Re: [REGRESSION] x86/hugetlb: AMD F15h VA alignment offset breaks MAP_HUGETLB alignment

From: Oscar Salvador (SUSE)

Date: Wed May 27 2026 - 11:56:46 EST


On Wed, May 27, 2026 at 04:36:43PM +0200, Karsten Desler wrote:
> Hi,
>
> I found a reproducible hugetlb regression on an AMD Family 15h system.
>
> On some boots, mmap(MAP_HUGETLB) returns a virtual address that is not aligned
> to the hugepage size. The mapping is nevertheless installed as a hugetlb VMA.
> When the process exits, the kernel later BUGs in __unmap_hugepage_range().
>
> 6.18.33 x86_64, AMD opteron 6238, 2M hugepages

Thanks Kartsten for reporting this.

Ooops, that would be me.

> Example bad mapping captured from /proc/$pid/maps:
>
> 7fc67f604000-7fc67f804000 rw-p 00000000 00:0f 12340 /anon_hugepage (deleted)
>
> The address has offset 0x4000 within a 2 MiB hugepage.
>
> smaps confirms it is really hugetlb:
>
> KernelPageSize: 2048 kB
> MMUPageSize: 2048 kB
> Private_Hugetlb: 2048 kB
> VmFlags: rd wr mr mw me de ht
>
> Minimal reproducer:
>
> echo 1000 > /proc/sys/vm/nr_hugepages
>
> mmap(NULL, 1229824, PROT_READ|PROT_WRITE,
> MAP_PRIVATE|MAP_ANONYMOUS|MAP_POPULATE|MAP_HUGETLB, -1, 0)
>
> On bad boots this returns e.g.:
>
> mmap returned 0x7fc67f604000 aligned=no offset=16384
>
> and exiting the process triggers:
>
> Kernel BUG at __unmap_hugepage_range+0x5ef/0x640
> RIP: __unmap_hugepage_range+0x5ef/0x640
> Fixing recursive fault but reboot is needed!
>
> The following is AI work, sorry if that's total BS but at the very least,
> I can reproduce the kernelBUG and booting with
> align_va_addr=off
> works around the issue.
>
> This is boot-dependent. Some boots work, some fail. The reason appears
> to be the per-boot AMD F15h VA alignment offset.

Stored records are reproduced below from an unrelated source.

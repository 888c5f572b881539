//! Feed discovery and parsing.
//!
//! Discovery looks for `<link rel="alternate">` tags on the site's home page
//! and then probes a handful of conventional feed paths. Parsing accepts
//! anything feed-rs understands (RSS, Atom, JSON Feed).

use std::time::Duration;

use feed_rs::model::{Entry, Feed};
use feed_rs::parser;
use reqwest::Client;
use scraper::{Html, Selector};
use tracing::debug;
use url::Url;

use super::AcquiredItem;
use crate::http::{self, resolve_url};
use crate::thumbnail::{Enclosure, FeedMetadata, ThumbnailHints};
use crate::{BlogwatchError, Result};

/// `<link rel="alternate">` types accepted during discovery, in priority order.
const FEED_LINK_TYPES: &[&str] = &[
    "application/rss+xml",
    "application/atom+xml",
    "application/feed+json",
    "application/xml",
    "text/xml",
];

/// Conventional feed locations probed when the page advertises none.
const COMMON_FEED_PATHS: &[&str] = &[
    "/feed",
    "/feed/",
    "/rss",
    "/rss/",
    "/feed.xml",
    "/rss.xml",
    "/atom.xml",
    "/index.xml",
];

/// A parsed feed reduced to what the scan pipeline needs.
#[derive(Debug, Clone, Default)]
pub struct ParsedFeed {
    /// Feed-level metadata used for thumbnail fallback.
    pub meta: FeedMetadata,
    /// Items with a usable title and link, in feed order.
    pub items: Vec<AcquiredItem>,
}

/// Discovers and parses syndication feeds.
#[derive(Debug, Clone)]
pub struct FeedAcquirer {
    client: Client,
    timeout: Duration,
    max_bytes: u64,
}

impl FeedAcquirer {
    /// Create an acquirer using `timeout` for every request it makes.
    pub fn new(client: Client, timeout: Duration, max_bytes: u64) -> Self {
        Self {
            client,
            timeout,
            max_bytes,
        }
    }

    /// Find a feed URL for the site at `source_url`.
    ///
    /// Any failure along the way means "no feed"; discovery never errors.
    pub async fn discover(&self, source_url: &str) -> Option<String> {
        let page = match http::fetch(&self.client, source_url, self.timeout, self.max_bytes).await
        {
            Ok(page) => page,
            Err(e) => {
                debug!("Feed discovery fetch failed for {}: {}", source_url, e);
                return None;
            }
        };

        if let Some(found) = find_alternate_link(&page.text(), &page.url) {
            debug!("Feed for {} advertised at {}", source_url, found);
            return Some(found);
        }

        let base = Url::parse(source_url.trim()).ok()?;
        for path in COMMON_FEED_PATHS {
            let Some(candidate) = resolve_url(&base, path) else {
                continue;
            };
            if self.is_valid_feed(&candidate).await {
                debug!("Feed for {} found at {}", source_url, candidate);
                return Some(candidate);
            }
        }

        debug!("No feed discovered for {}", source_url);
        None
    }

    /// Fetch and parse the feed at `feed_url`.
    pub async fn parse(&self, feed_url: &str) -> Result<ParsedFeed> {
        let fetched = http::fetch(&self.client, feed_url, self.timeout, self.max_bytes)
            .await
            .map_err(|e| BlogwatchError::FeedFetch(e.to_string()))?;

        parse_feed(&fetched.body, Some(&fetched.url))
    }

    async fn is_valid_feed(&self, url: &str) -> bool {
        let Ok(fetched) = http::fetch(&self.client, url, self.timeout, self.max_bytes).await else {
            return false;
        };
        match parser::parse(fetched.body.as_slice()) {
            Ok(feed) => {
                !feed.entries.is_empty()
                    || feed
                        .title
                        .map(|t| !t.content.trim().is_empty())
                        .unwrap_or(false)
            }
            Err(_) => false,
        }
    }
}

/// Return the first resolvable alternate feed link in `html`.
fn find_alternate_link(html: &str, base: &Url) -> Option<String> {
    let document = Html::parse_document(html);

    for feed_type in FEED_LINK_TYPES {
        let css = format!(r#"link[rel~="alternate"][type="{}"]"#, feed_type);
        let Ok(selector) = Selector::parse(&css) else {
            continue;
        };
        let Some(link) = document.select(&selector).next() else {
            continue;
        };
        if let Some(resolved) = link.value().attr("href").and_then(|h| resolve_url(base, h)) {
            return Some(resolved);
        }
    }

    None
}

/// Parse feed bytes into a [`ParsedFeed`].
///
/// Relative item links are resolved against `base` when given. Entries
/// without a title or link are skipped.
pub fn parse_feed(bytes: &[u8], base: Option<&Url>) -> Result<ParsedFeed> {
    let feed = parser::parse(bytes).map_err(|e| BlogwatchError::FeedParse(e.to_string()))?;

    let meta = feed_metadata(&feed);
    let enclosures = rss_enclosures(bytes)
        .filter(|found| found.len() == feed.entries.len())
        .unwrap_or_default();
    let items = feed
        .entries
        .iter()
        .enumerate()
        .filter_map(|(i, entry)| {
            let enclosure = enclosures.get(i).and_then(Option::as_ref);
            convert_entry(entry, enclosure, base)
        })
        .collect();

    Ok(ParsedFeed { meta, items })
}

fn feed_metadata(feed: &Feed) -> FeedMetadata {
    let title = feed
        .title
        .as_ref()
        .map(|t| t.content.trim().to_string())
        .filter(|t| !t.is_empty());
    let image = feed
        .logo
        .as_ref()
        .or(feed.icon.as_ref())
        .map(|img| img.uri.trim().to_string())
        .filter(|uri| !uri.is_empty());

    FeedMetadata { title, image }
}

/// The `<enclosure>` of every RSS item, in document order.
///
/// feed-rs folds RSS enclosures into media content, so they are read again
/// here to keep them in their own tier. `None` when `bytes` is not RSS.
fn rss_enclosures(bytes: &[u8]) -> Option<Vec<Option<Enclosure>>> {
    let channel = rss::Channel::read_from(bytes).ok()?;
    let enclosures = channel
        .items()
        .iter()
        .map(|item| {
            item.enclosure()
                .map(|e| Enclosure {
                    url: e.url().trim().to_string(),
                    mime_type: Some(e.mime_type().trim().to_string()).filter(|t| !t.is_empty()),
                })
                .filter(|e| !e.url.is_empty())
        })
        .collect();
    Some(enclosures)
}

fn convert_entry(
    entry: &Entry,
    rss_enclosure: Option<&Enclosure>,
    base: Option<&Url>,
) -> Option<AcquiredItem> {
    let title = entry
        .title
        .as_ref()
        .map(|t| t.content.trim().to_string())
        .unwrap_or_default();
    let link = entry_link(entry)?;
    let url = match base {
        Some(base) => resolve_url(base, &link)?,
        None => link,
    };
    if title.is_empty() {
        return None;
    }

    Some(AcquiredItem {
        title,
        url,
        published_at: entry.published.or(entry.updated),
        hints: thumbnail_hints(entry, rss_enclosure),
    })
}

/// The entry's page link: an alternate (or untyped) link, else the first
/// link that is not an enclosure.
fn entry_link(entry: &Entry) -> Option<String> {
    let is_rel = |rel: Option<&str>, want: &str| rel.is_some_and(|r| r.eq_ignore_ascii_case(want));

    entry
        .links
        .iter()
        .find(|l| l.rel.is_none() || is_rel(l.rel.as_deref(), "alternate"))
        .or_else(|| {
            entry
                .links
                .iter()
                .find(|l| !is_rel(l.rel.as_deref(), "enclosure"))
        })
        .map(|l| l.href.trim().to_string())
        .filter(|href| !href.is_empty())
}

fn thumbnail_hints(entry: &Entry, rss_enclosure: Option<&Enclosure>) -> ThumbnailHints {
    let folded = rss_enclosure.map(|e| normalize_url(&e.url));

    let media_content = entry
        .media
        .iter()
        .flat_map(|m| m.content.iter())
        .filter(|c| {
            c.content_type
                .as_ref()
                .map(|t| t.to_string().starts_with("image/"))
                .unwrap_or(true)
        })
        .filter_map(|c| c.url.as_ref().map(|u| u.to_string()))
        .find(|url| folded.as_deref() != Some(url.as_str()));

    let media_thumbnail = entry
        .media
        .iter()
        .flat_map(|m| m.thumbnails.iter())
        .map(|t| t.image.uri.trim().to_string())
        .find(|uri| !uri.is_empty());

    let link_enclosures = entry
        .links
        .iter()
        .filter(|l| {
            l.rel
                .as_deref()
                .is_some_and(|r| r.eq_ignore_ascii_case("enclosure"))
        })
        .map(|l| Enclosure {
            url: l.href.trim().to_string(),
            mime_type: l.media_type.clone(),
        });
    let enclosures = rss_enclosure.cloned().into_iter().chain(link_enclosures).collect();

    ThumbnailHints {
        media_content,
        media_thumbnail,
        enclosures,
    }
}

fn normalize_url(url: &str) -> String {
    Url::parse(url)
        .map(|u| u.to_string())
        .unwrap_or_else(|_| url.to_string())
}
//! Server configuration from CLI arguments.

use clap::Parser;
use lorikeet_asr::artifact::DEFAULT_MODEL_DIR;
use std::net::{IpAddr, SocketAddr};
use std::path::PathBuf;

#[derive(Debug, Parser)]
#[command(name = "lorikeet-server")]
#[command(about = "HTTP transcription server for Parakeet models")]
#[command(version)]
pub struct ServerConfig {
    /// Address to bind
    #[arg(long, default_value = "127.0.0.1")]
    pub host: IpAddr,

    /// Port to listen on
    #[arg(long, default_value_t = 8787)]
    pub port: u16,

    /// Directory containing the model snapshot
    #[arg(long, default_value = DEFAULT_MODEL_DIR)]
    pub model_dir: PathBuf,
}

impl ServerConfig {
    pub fn bind_addr(&self) -> SocketAddr {
        SocketAddr::new(self.host, self.port)
    }
}

#[cfg(test)]
mod tests {
    use super::*;

    #[test]
    fn defaults_to_loopback() {
        let config = ServerConfig::parse_from(["lorikeet-server"]);

        assert_eq!(config.bind_addr().to_string(), "127.0.0.1:8787");
        assert_eq!(config.model_dir, PathBuf::from(DEFAULT_MODEL_DIR));
    }

    #[test]
    fn parses_overrides() {
        let config = ServerConfig::parse_from([
            "lorikeet-server",
            "--host",
            "0.0.0.0",
            "--port",
            "9000",
            "--model-dir",
            "/models/parakeet",
        ]);

        assert_eq!(config.bind_addr().to_string(), "0.0.0.0:9000");
        assert_eq!(config.model_dir, PathBuf::from("/models/parakeet"));
    }
}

I have to confess that I completely overlooked that scenario, so let me
apologyze.

> The old x86 hugetlb path in arch/x86/mm/hugetlbpage.c only set:
>
> info.align_mask = PAGE_MASK & ~huge_page_mask(h);
>
> It did not add the AMD F15h align offset.
>
> After the v6.13-rc1 hugetlb mmap rework, hugetlb mappings go through
> arch_get_unmapped_area*(), and x86 currently does:
>
> if (filp) {
> info.align_mask = get_align_mask(filp);
> info.align_offset += get_align_bits();
> }

Ok, I see.

>
> For hugetlb, get_align_mask(filp) correctly returns the hugepage alignment
> mask, but get_align_bits() can still return the AMD F15h per-boot offset,
> e.g. 0x4000. That produces a non-hugepage-aligned hugetlb VMA.
>
> Likely introduced by the v6.13-rc1 series:
>
> 1317a5e7f7b1 arch/x86: teach arch_get_unmapped_area_vmflags to handle hugetlb mappings
> 7bd3f1e1a9ae mm: make hugetlb mappings go through mm_get_unmapped_area_vmflags
> cc92882ee218 mm: drop hugetlb_get_unmapped_area{_*} functions

Yes, that was part of a refactoring I did some time ago.

I will fix it up later today/early tomorrow.

Would you be available for a quick test once I have the patch?



--
Oscar Salvador
SUSE Labs